Supplied material:
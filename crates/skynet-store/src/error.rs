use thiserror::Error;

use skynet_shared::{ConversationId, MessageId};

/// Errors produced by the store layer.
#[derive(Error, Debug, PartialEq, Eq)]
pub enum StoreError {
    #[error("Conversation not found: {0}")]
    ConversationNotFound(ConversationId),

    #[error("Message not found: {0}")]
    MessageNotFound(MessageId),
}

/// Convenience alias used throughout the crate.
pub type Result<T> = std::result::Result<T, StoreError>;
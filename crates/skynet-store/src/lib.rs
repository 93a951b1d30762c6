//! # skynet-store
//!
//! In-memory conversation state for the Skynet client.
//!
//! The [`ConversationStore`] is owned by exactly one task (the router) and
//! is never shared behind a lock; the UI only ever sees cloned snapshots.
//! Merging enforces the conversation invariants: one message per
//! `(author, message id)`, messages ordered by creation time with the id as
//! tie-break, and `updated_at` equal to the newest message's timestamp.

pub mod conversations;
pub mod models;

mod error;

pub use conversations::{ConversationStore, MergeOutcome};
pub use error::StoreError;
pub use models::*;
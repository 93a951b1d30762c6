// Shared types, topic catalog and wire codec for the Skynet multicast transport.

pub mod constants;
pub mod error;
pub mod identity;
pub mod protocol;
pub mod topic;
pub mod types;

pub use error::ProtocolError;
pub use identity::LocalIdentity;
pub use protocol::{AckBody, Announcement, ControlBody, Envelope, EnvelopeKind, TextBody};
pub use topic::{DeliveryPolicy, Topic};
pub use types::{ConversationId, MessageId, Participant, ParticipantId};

What you need to do:
Read the data above. Pull out each line in which the string "filename" appears.

Answer area:
filename crates/skynet-store/src/error.rs
filename crates/skynet-store/src/lib.rs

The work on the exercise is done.